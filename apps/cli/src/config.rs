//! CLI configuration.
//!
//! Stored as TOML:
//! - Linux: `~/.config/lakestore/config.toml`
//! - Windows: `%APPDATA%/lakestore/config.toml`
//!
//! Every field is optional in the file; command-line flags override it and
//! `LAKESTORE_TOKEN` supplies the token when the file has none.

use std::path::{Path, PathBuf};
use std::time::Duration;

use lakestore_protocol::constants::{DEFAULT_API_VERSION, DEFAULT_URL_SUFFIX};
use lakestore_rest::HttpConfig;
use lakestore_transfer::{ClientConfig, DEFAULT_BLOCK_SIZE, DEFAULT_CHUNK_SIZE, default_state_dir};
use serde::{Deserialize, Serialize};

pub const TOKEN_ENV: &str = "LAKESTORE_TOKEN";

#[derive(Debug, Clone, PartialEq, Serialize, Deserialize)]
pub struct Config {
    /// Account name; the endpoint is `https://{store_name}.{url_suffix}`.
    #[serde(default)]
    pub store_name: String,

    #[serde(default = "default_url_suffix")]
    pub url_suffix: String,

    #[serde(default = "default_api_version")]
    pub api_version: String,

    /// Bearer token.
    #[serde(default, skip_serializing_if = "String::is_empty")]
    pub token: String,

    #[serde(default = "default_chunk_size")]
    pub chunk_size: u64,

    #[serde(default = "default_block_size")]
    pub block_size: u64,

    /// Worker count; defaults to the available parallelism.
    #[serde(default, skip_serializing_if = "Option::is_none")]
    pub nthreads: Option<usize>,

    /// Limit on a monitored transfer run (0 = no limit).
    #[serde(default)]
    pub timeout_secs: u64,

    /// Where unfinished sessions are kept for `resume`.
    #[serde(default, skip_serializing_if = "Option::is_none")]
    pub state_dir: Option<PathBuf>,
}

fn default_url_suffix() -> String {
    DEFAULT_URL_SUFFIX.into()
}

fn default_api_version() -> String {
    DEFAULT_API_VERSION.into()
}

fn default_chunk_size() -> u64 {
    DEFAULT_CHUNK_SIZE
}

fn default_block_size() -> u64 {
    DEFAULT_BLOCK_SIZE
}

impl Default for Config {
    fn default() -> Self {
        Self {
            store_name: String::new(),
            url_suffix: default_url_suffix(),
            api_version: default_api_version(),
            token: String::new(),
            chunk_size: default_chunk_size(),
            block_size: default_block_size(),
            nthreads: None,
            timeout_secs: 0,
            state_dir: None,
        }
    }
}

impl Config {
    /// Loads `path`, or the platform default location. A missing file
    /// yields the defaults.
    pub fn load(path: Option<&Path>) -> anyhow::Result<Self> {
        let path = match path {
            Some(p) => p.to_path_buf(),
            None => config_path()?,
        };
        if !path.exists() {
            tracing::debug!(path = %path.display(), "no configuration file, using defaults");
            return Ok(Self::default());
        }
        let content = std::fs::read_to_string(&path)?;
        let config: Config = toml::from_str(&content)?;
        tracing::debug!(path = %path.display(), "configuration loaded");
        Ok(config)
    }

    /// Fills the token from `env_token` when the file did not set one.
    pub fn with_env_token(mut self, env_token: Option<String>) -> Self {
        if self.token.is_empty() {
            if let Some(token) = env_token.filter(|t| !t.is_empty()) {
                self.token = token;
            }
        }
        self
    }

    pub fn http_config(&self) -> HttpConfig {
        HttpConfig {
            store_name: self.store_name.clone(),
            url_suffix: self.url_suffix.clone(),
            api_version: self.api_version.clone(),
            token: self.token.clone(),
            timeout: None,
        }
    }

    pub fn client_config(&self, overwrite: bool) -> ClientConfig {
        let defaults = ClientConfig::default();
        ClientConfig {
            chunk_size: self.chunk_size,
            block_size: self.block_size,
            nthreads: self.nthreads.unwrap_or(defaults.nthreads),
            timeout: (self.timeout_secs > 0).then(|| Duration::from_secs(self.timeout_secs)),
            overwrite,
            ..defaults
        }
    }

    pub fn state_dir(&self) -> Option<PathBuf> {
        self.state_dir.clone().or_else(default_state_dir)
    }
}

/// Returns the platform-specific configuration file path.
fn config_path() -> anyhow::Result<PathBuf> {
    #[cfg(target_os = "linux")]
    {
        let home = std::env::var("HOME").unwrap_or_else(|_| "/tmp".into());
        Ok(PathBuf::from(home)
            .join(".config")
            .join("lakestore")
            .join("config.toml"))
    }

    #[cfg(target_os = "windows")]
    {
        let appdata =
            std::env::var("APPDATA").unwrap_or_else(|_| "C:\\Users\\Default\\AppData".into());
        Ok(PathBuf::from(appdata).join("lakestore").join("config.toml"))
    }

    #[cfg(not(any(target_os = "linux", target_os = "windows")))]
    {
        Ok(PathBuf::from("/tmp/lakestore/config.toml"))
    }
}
::::::::::
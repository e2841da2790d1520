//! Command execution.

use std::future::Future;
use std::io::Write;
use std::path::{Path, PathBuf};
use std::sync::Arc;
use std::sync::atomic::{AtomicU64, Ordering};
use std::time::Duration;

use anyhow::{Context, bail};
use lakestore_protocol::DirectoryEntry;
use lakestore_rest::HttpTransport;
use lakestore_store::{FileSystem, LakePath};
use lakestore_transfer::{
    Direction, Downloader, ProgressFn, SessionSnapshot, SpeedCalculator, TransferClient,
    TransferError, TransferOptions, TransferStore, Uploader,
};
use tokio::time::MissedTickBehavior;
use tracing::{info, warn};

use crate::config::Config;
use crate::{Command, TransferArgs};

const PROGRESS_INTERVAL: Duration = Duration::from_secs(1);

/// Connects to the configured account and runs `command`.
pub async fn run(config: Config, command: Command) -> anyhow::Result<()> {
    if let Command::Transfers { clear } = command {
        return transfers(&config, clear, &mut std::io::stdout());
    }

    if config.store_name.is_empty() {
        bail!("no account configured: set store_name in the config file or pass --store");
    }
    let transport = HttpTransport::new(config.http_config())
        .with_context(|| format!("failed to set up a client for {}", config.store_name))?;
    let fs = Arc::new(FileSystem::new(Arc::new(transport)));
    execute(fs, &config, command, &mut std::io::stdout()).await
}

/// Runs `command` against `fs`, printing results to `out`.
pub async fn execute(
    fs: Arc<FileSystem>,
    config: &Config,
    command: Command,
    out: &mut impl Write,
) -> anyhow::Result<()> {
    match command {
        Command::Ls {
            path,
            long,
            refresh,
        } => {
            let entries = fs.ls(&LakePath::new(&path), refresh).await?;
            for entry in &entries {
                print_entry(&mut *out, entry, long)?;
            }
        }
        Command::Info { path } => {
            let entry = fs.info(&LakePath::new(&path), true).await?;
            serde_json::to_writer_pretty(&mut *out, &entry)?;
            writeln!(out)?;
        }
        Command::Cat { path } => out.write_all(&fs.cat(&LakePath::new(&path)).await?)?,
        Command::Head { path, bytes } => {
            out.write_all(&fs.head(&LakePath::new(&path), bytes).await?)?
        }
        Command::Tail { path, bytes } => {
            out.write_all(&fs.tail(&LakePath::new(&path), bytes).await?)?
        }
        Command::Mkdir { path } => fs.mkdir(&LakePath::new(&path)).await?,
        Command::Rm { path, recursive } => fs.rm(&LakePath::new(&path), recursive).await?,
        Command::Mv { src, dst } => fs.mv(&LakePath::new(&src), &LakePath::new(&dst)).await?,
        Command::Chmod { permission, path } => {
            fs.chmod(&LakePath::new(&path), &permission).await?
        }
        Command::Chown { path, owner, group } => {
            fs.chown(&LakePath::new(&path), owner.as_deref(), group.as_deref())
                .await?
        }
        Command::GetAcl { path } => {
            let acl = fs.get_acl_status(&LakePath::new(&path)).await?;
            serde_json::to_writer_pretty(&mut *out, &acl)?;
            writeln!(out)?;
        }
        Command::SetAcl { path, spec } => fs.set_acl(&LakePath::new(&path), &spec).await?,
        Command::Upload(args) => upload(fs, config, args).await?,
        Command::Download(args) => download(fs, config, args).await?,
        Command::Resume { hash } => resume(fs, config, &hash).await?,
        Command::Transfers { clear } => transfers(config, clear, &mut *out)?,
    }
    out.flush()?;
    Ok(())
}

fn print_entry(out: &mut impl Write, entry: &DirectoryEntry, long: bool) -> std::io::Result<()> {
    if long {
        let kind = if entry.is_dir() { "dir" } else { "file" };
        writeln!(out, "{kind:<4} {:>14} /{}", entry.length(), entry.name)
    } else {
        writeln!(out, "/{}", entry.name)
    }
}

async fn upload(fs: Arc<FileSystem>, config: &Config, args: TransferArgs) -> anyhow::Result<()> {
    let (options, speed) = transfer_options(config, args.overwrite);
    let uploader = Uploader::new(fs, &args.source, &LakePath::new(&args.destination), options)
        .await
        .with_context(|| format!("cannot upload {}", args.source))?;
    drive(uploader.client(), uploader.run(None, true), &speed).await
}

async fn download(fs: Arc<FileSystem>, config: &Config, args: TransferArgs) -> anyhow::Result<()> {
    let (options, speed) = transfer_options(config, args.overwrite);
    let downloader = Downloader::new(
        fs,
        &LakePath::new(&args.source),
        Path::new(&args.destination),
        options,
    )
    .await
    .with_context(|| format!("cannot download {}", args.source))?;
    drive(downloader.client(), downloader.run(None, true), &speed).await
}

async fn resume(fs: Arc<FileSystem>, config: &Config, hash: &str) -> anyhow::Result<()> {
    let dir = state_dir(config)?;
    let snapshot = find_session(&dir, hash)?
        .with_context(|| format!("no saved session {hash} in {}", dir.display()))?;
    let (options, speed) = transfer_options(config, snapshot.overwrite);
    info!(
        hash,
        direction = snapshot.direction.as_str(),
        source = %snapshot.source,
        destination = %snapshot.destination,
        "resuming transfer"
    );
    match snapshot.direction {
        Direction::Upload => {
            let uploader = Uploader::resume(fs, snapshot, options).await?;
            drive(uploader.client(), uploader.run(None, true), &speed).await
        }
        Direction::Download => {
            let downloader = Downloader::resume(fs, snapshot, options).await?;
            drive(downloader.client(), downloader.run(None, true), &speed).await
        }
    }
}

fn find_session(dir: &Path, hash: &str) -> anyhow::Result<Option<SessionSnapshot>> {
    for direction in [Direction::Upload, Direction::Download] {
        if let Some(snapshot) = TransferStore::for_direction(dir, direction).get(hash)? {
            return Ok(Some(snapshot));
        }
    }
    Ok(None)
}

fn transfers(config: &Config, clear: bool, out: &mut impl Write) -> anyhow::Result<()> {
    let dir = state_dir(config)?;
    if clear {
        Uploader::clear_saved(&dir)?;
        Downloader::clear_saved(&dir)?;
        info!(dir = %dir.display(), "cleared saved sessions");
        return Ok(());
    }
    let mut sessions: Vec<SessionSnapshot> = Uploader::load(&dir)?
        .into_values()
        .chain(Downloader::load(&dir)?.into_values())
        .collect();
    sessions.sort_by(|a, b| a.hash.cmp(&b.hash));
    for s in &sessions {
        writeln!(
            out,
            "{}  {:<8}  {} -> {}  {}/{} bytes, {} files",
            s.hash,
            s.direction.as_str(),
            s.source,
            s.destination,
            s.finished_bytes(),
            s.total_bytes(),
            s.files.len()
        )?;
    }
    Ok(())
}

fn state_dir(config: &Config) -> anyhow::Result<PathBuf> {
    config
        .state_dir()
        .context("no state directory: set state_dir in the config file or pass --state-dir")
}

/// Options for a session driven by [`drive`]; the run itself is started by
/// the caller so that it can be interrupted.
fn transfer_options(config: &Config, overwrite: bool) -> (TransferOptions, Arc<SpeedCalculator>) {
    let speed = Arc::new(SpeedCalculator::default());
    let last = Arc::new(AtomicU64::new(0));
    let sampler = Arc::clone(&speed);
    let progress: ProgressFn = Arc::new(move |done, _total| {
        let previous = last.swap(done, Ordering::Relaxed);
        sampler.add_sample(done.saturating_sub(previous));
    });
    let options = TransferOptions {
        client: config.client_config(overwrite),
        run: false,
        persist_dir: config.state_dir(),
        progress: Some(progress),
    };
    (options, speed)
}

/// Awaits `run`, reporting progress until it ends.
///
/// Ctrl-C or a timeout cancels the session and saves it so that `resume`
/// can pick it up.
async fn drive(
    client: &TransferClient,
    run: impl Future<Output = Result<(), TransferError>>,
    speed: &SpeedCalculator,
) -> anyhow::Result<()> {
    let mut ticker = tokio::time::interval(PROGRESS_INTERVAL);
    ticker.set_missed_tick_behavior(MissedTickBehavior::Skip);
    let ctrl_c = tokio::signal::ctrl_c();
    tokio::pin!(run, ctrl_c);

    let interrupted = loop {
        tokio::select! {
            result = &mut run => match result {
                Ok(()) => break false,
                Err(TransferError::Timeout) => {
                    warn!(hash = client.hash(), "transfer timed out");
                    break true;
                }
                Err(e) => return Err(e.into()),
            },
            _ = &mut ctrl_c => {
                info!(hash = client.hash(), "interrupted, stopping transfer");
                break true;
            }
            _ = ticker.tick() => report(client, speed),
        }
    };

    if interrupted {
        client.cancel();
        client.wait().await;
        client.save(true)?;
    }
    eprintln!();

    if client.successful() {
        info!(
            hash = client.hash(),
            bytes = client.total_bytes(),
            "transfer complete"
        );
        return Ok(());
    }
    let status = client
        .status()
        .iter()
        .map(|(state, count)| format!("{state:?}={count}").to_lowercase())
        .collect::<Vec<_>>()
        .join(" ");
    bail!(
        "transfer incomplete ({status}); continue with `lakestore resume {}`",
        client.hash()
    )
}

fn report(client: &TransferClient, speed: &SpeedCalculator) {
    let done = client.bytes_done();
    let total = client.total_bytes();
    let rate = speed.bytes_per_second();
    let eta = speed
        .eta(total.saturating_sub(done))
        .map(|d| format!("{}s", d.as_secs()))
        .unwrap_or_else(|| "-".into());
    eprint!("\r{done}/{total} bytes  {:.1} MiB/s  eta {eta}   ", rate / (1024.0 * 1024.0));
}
::::::::::
> About this exercise: Taking the entries above, restate exactly those lines that fall between the line with "filename apps/cli/src/config.rs" and the line with "override it and", keeping both of those lines too.

> Result:
filename apps/cli/src/config.rs
//! CLI configuration.
//!
//! Stored as TOML:
//! - Linux: `~/.config/lakestore/config.toml`
//! - Windows: `%APPDATA%/lakestore/config.toml`
//!
//! Every field is optional in the file; command-line flags override it and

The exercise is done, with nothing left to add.